31 декабря, вторник. С раннего утра занимался хозяйством, готовил фаршированного судака. Потом - Федя женится, и я ездил с его братом Женей на работу за деньгами для него. Федю я отпустил еще 29-го для "представления" родителям невесты, которые живут где-то в деревне рядом с деревней Федора. "Если я женюсь не на татарке, отец меня выгонит из дома". Накануне Федя попросил у меня тысячу долларов, и я пообещал, если получу обещанный гонорар в "Терре". Получил, положил в сейф. На кремлевский прием я побоялся взять деньги с собой. Теперь пришлось бросать раскочегаренную кухню и ехать. Валентина Сергеевна с утра в больнице, я - у плиты. Для Федьки мне ничего не жалко, он охотно делает что-то для меня, я стараюсь сделать что-то приятное и хорошее для него. С удовольствием наблюдаю за двумя братьями и преисполнен какой-то удивительной симпатии к их отцу.

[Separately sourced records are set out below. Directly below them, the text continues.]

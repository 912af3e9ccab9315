use crate::align::TranslationIndex;
use crate::model::{LyricLine, Lyrics};
use crate::timetag::{strip_time_tags, time_tags};
use log::debug;
use std::cmp::Ordering;

/// 解析 LRC 主歌词与可选的翻译歌词
///
/// 一个物理行携带多个时间标签时（和声、重复段落常见），每个标签各生成一行，
/// 正文重复；无时间标签的行作为说明行收入 `captions`，不进入同步序列。
///
/// 任何畸形输入都只会退化为更少的歌词行，不会报错；
/// 空输入返回空的 [`Lyrics`]，调用方应视为"无歌词"而非失败
pub fn parse(raw_primary: &str, raw_translation: Option<&str>) -> Lyrics {
    let index = raw_translation
        .map(TranslationIndex::build)
        .unwrap_or_default();

    let mut lines: Vec<LyricLine> = Vec::new();
    let mut captions: Vec<String> = Vec::new();

    for raw_line in raw_primary.lines() {
        let text = strip_time_tags(raw_line);
        let mut tags = time_tags(raw_line).peekable();

        if tags.peek().is_none() {
            // 说明行（作词/作曲等元信息）
            if !text.is_empty() {
                captions.push(text);
            }
            continue;
        }

        for tag in tags {
            let time = tag.as_secs_f64();
            let translation = index.align(time).map(str::to_string);

            lines.push(LyricLine {
                time: Some(time),
                text: text.clone(),
                translation,
            });
        }
    }

    // 稳定排序：同一物理行上取整到同一时刻的标签保持原有相对顺序
    lines.sort_by(|a, b| a.time.partial_cmp(&b.time).unwrap_or(Ordering::Equal));

    debug!(
        "parsed {} synced lines, {} captions",
        lines.len(),
        captions.len()
    );

    Lyrics { lines, captions }
}

#[cfg(test)]
mod tests {
    use super::*;

    #[test]
    fn test_timestamp_conversion() {
        let lyrics = parse("[00:01.00]Hello", None);
        assert_eq!(lyrics.lines.len(), 1);
        assert_eq!(lyrics.lines[0].time, Some(1.0));
        assert_eq!(lyrics.lines[0].text, "Hello");
        assert_eq!(lyrics.lines[0].translation, None);
    }

    #[test]
    fn test_multi_tag_duplication() {
        let lyrics = parse("[00:05.00][00:10.00]La la", None);
        assert_eq!(lyrics.lines.len(), 2);
        assert_eq!(lyrics.lines[0].time, Some(5.0));
        assert_eq!(lyrics.lines[1].time, Some(10.0));
        assert!(lyrics.lines.iter().all(|line| line.text == "La la"));
    }

    #[test]
    fn test_translation_within_tolerance() {
        let lyrics = parse("[00:01.00]Hello", Some("[00:01.10]你好"));
        assert_eq!(lyrics.lines[0].translation.as_deref(), Some("你好"));
    }

    #[test]
    fn test_translation_rejected_outside_tolerance() {
        let lyrics = parse("[00:01.00]Hello", Some("[00:03.50]你好"));
        assert_eq!(lyrics.lines[0].translation, None);
    }

    #[test]
    fn test_sort_order_invariant() {
        let lyrics = parse("[00:10.00]third\n[00:01.00]first\n[00:05.00]second", None);
        let times: Vec<f64> = lyrics.lines.iter().filter_map(|line| line.time).collect();
        assert_eq!(times, vec![1.0, 5.0, 10.0]);
        assert!(times.windows(2).all(|pair| pair[0] <= pair[1]));
    }

    #[test]
    fn test_empty_input() {
        let lyrics = parse("", Some(""));
        assert!(lyrics.lines.is_empty());
        assert!(lyrics.captions.is_empty());
        assert!(lyrics.is_empty());
    }

    // 同步序列里只保留带时间戳的行（两种历史行为中取过滤版本为准），
    // 说明行单独收入 captions，需要展示时由调用方自取
    #[test]
    fn test_untimed_lines_are_filtered_from_synced_output() {
        let lyrics = parse("just a comment", None);
        assert!(lyrics.lines.is_empty());
        assert_eq!(lyrics.captions, vec!["just a comment".to_string()]);
    }

    #[test]
    fn test_untimed_lines_interleaved() {
        let lyrics = parse("作词 : 某人\n[00:01.00]Hello\n(间奏)\n[00:05.00]World", None);
        assert_eq!(lyrics.lines.len(), 2);
        assert_eq!(lyrics.captions, vec!["作词 : 某人", "(间奏)"]);
    }

    #[test]
    fn test_malformed_tag_stays_in_text() {
        let lyrics = parse("[00:01.00][bad tag Hello", None);
        assert_eq!(lyrics.lines.len(), 1);
        assert_eq!(lyrics.lines[0].text, "[bad tag Hello");
    }

    #[test]
    fn test_multi_tag_line_gets_translation_per_timestamp() {
        let lyrics = parse(
            "[00:05.00][00:10.00]La la",
            Some("[00:05.20]啦啦\n[00:10.00]啦啦啦"),
        );
        assert_eq!(lyrics.lines[0].translation.as_deref(), Some("啦啦"));
        assert_eq!(lyrics.lines[1].translation.as_deref(), Some("啦啦啦"));
    }

    #[test]
    fn test_reparse_is_stable() {
        let primary = "[00:01.00]Hello\n[00:02.00]World";
        let first = parse(primary, Some("[00:01.00]你好"));
        let second = parse(primary, Some("[00:01.00]你好"));
        assert_eq!(first, second);
    }
}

Видимо, прекрасный и очень моральный человек. Он хорошо привил своим сыновьям этические нормы и семейное чувство, которое я так люблю в людях. К Федору за год совместной работы я очень привязался и полюбил его.
В машине. Долгие разговоры с Женей. На свадьбе - минимум 200 человек родни. Отец настаивает проводить свадьбу в деревне. Калым. Ничего не хотят необычного и интеллигентного, хорошо воспитаны под честную жизнь.
Вечером в десять пришли гости: Сара и Стенфорд, Сережа Мартынов с женой Виорикой. К моему удивлению, вечер прошел славно, хотя и чуть длинновато - сидели до шести, до открытия метро.
Так и было написано в 1990 году. Позже я выяснил - Юровский другой, а ведь так думал!